The Great Typewriter Graveyard: Britain, 1890-1900. Part I – The English and The Wrong Mr Right


On the evening of Friday, January 19, 1900, Michael Hearn, a 53-year-old Indian-born typewriter inventor, dressed for the theatre at his apartment at 19 Harleyford Road, Vauxhall, London. He was intending, Hearn had told friends, to attend the 9 o’clock performance of George Howells Broadhurst’s The Wrong Mr Wright at the Strand. Hearn pulled on his dress coat, adjusted his white marcella cotton bowtie in the mirror, took a snifter of potassium cyanide and keeled over dead. The Lambeth coroner, Athelstan Braxton Hicks, inquired into Hearn’s death before a jury the following Monday afternoon, and the verdict was “suicide during temporary insanity”.
What brought on this madness, the court was told, was Hearn’s frustration that his “great idea”, a typewriter which would sell for five shillings, had failed to secure financing to “carry it through”. “The machine he was engaged on was not perfected,” The Liverpool Mercury reported, “the difficulty being to get money …” Hearn had written to Albert Edward Saxe-Coburg-Gotha, the then Prince of Wales and later King Edward VII, looking for a job, but the prince’s comptroller, Arthur Annesley, 11th Viscount Valentia, had replied regretting that he had no post to offer. Hearn had also written to Joseph Chamberlain, at that time the Colonial Secretary and de facto British Prime Minister, seeking help. When none was forthcoming, Hearn decided to end it all.

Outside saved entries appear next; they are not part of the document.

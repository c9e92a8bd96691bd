//! Append-only record writer.
//!
//! Mirrors the decoder one push function per record kind so tooling and
//! tests can assemble trace byte streams. This is not a capture pipeline;
//! it only serializes records that are handed to it.

use crate::format::RecordTag;

#[derive(Debug, Default)]
pub struct TraceWriter {
    buf: Vec<u8>,
}

impl TraceWriter {
    pub fn new() -> Self {
        Self::default()
    }

    /// Current length of the serialized stream. Frame/command index offsets
    /// are taken from here while a trace is being assembled.
    pub fn offset(&self) -> usize {
        self.buf.len()
    }

    pub fn finish(self) -> Vec<u8> {
        self.buf
    }

    pub fn primary_buffer_start(&mut self, words: &[u32]) {
        self.tag(RecordTag::PrimaryBufferStart);
        self.words(words);
    }

    pub fn primary_buffer_end(&mut self) {
        self.tag(RecordTag::PrimaryBufferEnd);
    }

    pub fn indirect_buffer_start(&mut self, words: &[u32]) {
        self.tag(RecordTag::IndirectBufferStart);
        self.words(words);
    }

    pub fn indirect_buffer_end(&mut self) {
        self.tag(RecordTag::IndirectBufferEnd);
    }

    pub fn packet_start(&mut self, base_address: u32, words: &[u32]) {
        self.tag(RecordTag::PacketStart);
        self.u32(base_address);
        self.words(words);
    }

    pub fn packet_end(&mut self) {
        self.tag(RecordTag::PacketEnd);
    }

    /// Captured memory content stored uncompressed (`full_length = 0`).
    pub fn memory_read_raw(&mut self, base_address: u32, bytes: &[u8]) {
        self.tag(RecordTag::MemoryRead);
        self.u32(base_address);
        self.u32(bytes.len() as u32);
        self.u32(0);
        self.buf.extend_from_slice(bytes);
    }

    /// Captured memory content stored as an lz4 block; `full_length` records
    /// the uncompressed size playback must reproduce.
    pub fn memory_read_compressed(&mut self, base_address: u32, bytes: &[u8]) {
        let compressed = lz4_flex::block::compress(bytes);
        self.tag(RecordTag::MemoryRead);
        self.u32(base_address);
        self.u32(compressed.len() as u32);
        self.u32(bytes.len() as u32);
        self.buf.extend_from_slice(&compressed);
    }

    pub fn memory_write(&mut self, base_address: u32, bytes: &[u8]) {
        self.tag(RecordTag::MemoryWrite);
        self.u32(base_address);
        self.u32(bytes.len() as u32);
        self.buf.extend_from_slice(bytes);
    }

    pub fn event(&mut self, event_type: u32) {
        self.tag(RecordTag::Event);
        self.u32(event_type);
    }

    fn tag(&mut self, tag: RecordTag) {
        self.u32(tag as u32);
    }

    fn u32(&mut self, value: u32) {
        self.buf.extend_from_slice(&value.to_le_bytes());
    }

    fn words(&mut self, words: &[u32]) {
        self.u32(words.len() as u32);
        for &word in words {
            self.u32(word);
        }
    }
}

That Hearn had been a widower for 10 years and left behind a son and three young daughters didn’t seem to concern Coroner Hicks. It was his inability to raise the finance to manufacture his cheap typewriter that caused him to lose his mind. Hearn had already experienced one great failure in the business: his English typewriter enterprise had collapsed less than two years after being launched in May 1890. The English was, according to George Carl Mares in his The History of the Typewriter (1909), the first typebar machine of British invention to be placed on the market, with a well-founded claim to be the simplest bar and key machine devised to that time. The 87 characters employed 58 parts (keytop and keylever was a single part) with a mere 87 friction points.
Hearn was born in the old fort town of Alibag outside Mumbai in India in 1846. He was sent to England at the age of 15 to be educated at the Protestant Dissenters’ Grammar School at Mill Hill. He became an architect before branching into the typewriter business in 1889. Mares said Hearn was “the original patentee and inventor” of the English while his partner, Morgan Donne, was the “manufacturing manager and experimentalist-in-chief”. As such, Donne had his name attached to the 1890-91 patents, with Hearn described as secretary and Donne as manager of the English Typewriter Limited, a public company.
Morgan Doone
The 29-key English went on sale in mid-May 1890 and at the Edinburgh International Exhibition in October won a silver medal, behind a gold won by the Bar-Lock, with which Mares saw “a certain resemblance” with the English. The English was very heavily advertised throughout 1891, but in April 1892, 23 months after the English was first offered, surplus stock of 70 typewriters was auctioned off. A debenture holder’s petition had closed down operations. In December the already defunct company was called before London Lord Mayor Sir Stuart Knill in the Mansion House justice room over £4 for services owed to a Mrs Johanna Leitchen. Sir Stuart was told the company had been wound up and had no assets. The plant had been taken over by North’s Typewriter Company.  (For more on Hearn’s partner Morgan Donne and on the North’s typewriter, see part two of this series of articles.)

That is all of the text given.